I have HEARD, that SoftSeal brand trunk gasket is too thick and causes this problem.......I have also HEARD that Steele is a very good brand and is a little thinner so this problem doesn't occur.


----------



## BWGoat (Mar 31, 2010)

Thanks Eric and Merry Christmas!! Hope that '67 project is going well. Will I have a big problem removing the adhesive on the old seal without damaging the paint? Is there a release agent?


----------



## Eric Animal (Oct 28, 2007)

I don't know what it is glued down with...3M adhesive? Also what kind of Paint is on the car? I am sure there is a way to remove it, but you MUST know the answers to both questions. Ask the guy who installed it.
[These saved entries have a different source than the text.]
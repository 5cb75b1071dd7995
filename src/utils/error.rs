use thiserror::Error;

#[derive(Error, Debug)]
pub enum EtlError {
    #[error("CSV processing error: {0}")]
    CsvError(#[from] csv::Error),

    #[error("IO error: {0}")]
    IoError(#[from] std::io::Error),

    #[error("Serialization error: {0}")]
    SerializationError(#[from] serde_json::Error),

    #[error("Configuration error in bank '{bank}': {}", .problems.join("; "))]
    ConfigurationError { bank: String, problems: Vec<String> },

    #[error(
        "Conflicting values for {concept} in columns {headers:?} at row {row}: {values:?}"
    )]
    ConflictError {
        concept: String,
        headers: Vec<String>,
        row: usize,
        values: Vec<String>,
    },

    #[error("CSV file not found: {path}")]
    FileNotFoundError { path: String },

    #[error("Could not decode CSV file {path} as {encoding}")]
    DecodeError { path: String, encoding: String },

    #[error("Validation error: {message}")]
    ValidationError { message: String },

    #[error("Config validation error in {field}: {message}")]
    ConfigValidationError { field: String, message: String },

    #[error("Invalid value '{value}' for {field}: {reason}")]
    InvalidConfigValueError {
        field: String,
        value: String,
        reason: String,
    },
}

#[derive(Debug, Clone, Copy, PartialEq, Eq)]
pub enum ErrorSeverity {
    Medium,
    High,
    Critical,
}

impl EtlError {
    pub fn severity(&self) -> ErrorSeverity {
        match self {
            EtlError::ValidationError { .. } => ErrorSeverity::Medium,
            EtlError::ConflictError { .. }
            | EtlError::DecodeError { .. }
            | EtlError::FileNotFoundError { .. }
            | EtlError::CsvError(_) => ErrorSeverity::High,
            EtlError::ConfigurationError { .. }
            | EtlError::ConfigValidationError { .. }
            | EtlError::InvalidConfigValueError { .. } => ErrorSeverity::Critical,
            EtlError::IoError(_) | EtlError::SerializationError(_) => ErrorSeverity::High,
        }
    }

    pub fn recovery_suggestion(&self) -> &'static str {
        match self {
            EtlError::ConfigurationError { .. } => {
                "Fix the bank definition: encoding, delimiter, row offsets, filename and mandatory column mappings"
            }
            EtlError::ConflictError { .. } => {
                "Inspect the source file: two columns mapped to the same concept disagree"
            }
            EtlError::FileNotFoundError { .. } => {
                "Check banks_base_path and that <base>/<bank>/<csv_filename> exists"
            }
            EtlError::DecodeError { .. } => "Check the csv_encoding configured for this bank",
            EtlError::ValidationError { .. } => {
                "Export a longer statement or lower settings.min_rows"
            }
            EtlError::ConfigValidationError { .. }
            | EtlError::InvalidConfigValueError { .. } => "Check the TOML configuration file",
            EtlError::CsvError(_) => "Check the csv_delimiter and csv_header_row for this bank",
            EtlError::IoError(_) | EtlError::SerializationError(_) => {
                "Check file permissions and available disk space"
            }
        }
    }
}

pub type Result<T> = std::result::Result<T, EtlError>;
use crate::core::profile::BankProfile;
use crate::domain::model::normalize_header;
use serde::Serialize;
use std::collections::HashSet;

/// Outcome of comparing a file's headers with a bank's declared mapping.
#[derive(Debug, Clone, Default, PartialEq, Eq, Serialize)]
pub struct HeaderReport {
    /// File headers with no mapping, in file order.
    pub unmatched: Vec<String>,
    /// Mapped headers absent from the file, in declaration order.
    pub unused: Vec<String>,
}

impl HeaderReport {
    pub fn is_clean(&self) -> bool {
        self.unmatched.is_empty() && self.unused.is_empty()
    }
}

/// Advisory header check. Never fails; mismatches are logged as warnings.
pub fn reconcile(raw_headers: &[String], profile: &BankProfile) -> HeaderReport {
    let file_headers: HashSet<String> = raw_headers.iter().map(|h| normalize_header(h)).collect();
    let map_headers: HashSet<String> = profile
        .header_map()
        .iter()
        .map(|(header, _)| normalize_header(header))
        .collect();

    let unmatched: Vec<String> = raw_headers
        .iter()
        .filter(|header| !map_headers.contains(&normalize_header(header)))
        .cloned()
        .collect();

    let unused: Vec<String> = profile
        .header_map()
        .iter()
        .map(|(header, _)| header)
        .filter(|header| !file_headers.contains(&normalize_header(header)))
        .cloned()
        .collect();

    if unmatched.is_empty() {
        tracing::info!("All CSV headers match the header map of {}", profile.name());
    } else {
        tracing::warn!(
            "Unmatched CSV headers for {}: {:?}. They are not in the bank's header map and will be ignored",
            profile.name(),
            unmatched
        );
    }
    if !unused.is_empty() {
        tracing::warn!(
            "Header map entries of {} not found in the CSV: {:?}",
            profile.name(),
            unused
        );
    }

    HeaderReport { unmatched, unused }
}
Good luck! Go slow. Eric:cheers MERRY CHRISTMAS !


----------



## geeteeohguy (Feb 2, 2008)

Merry Xmas to all, as well. On mine, I used a little 3m weatherstrip adhesive, and used hardly any. The channel holds the strip in place. Mineral spirits, or MEK should do it.....I can't guarantee your paint holding up. I'd be inclined to pull it out and work on the cling-ons very very carefully. Or take it back to the restoration shop and ask them to install a correct seal that actually fits.....


----------



## daveh70 (Sep 4, 2008)

Merry Christmas.

Can't any adjustments be made to the trunk lid hinges to make the seal work?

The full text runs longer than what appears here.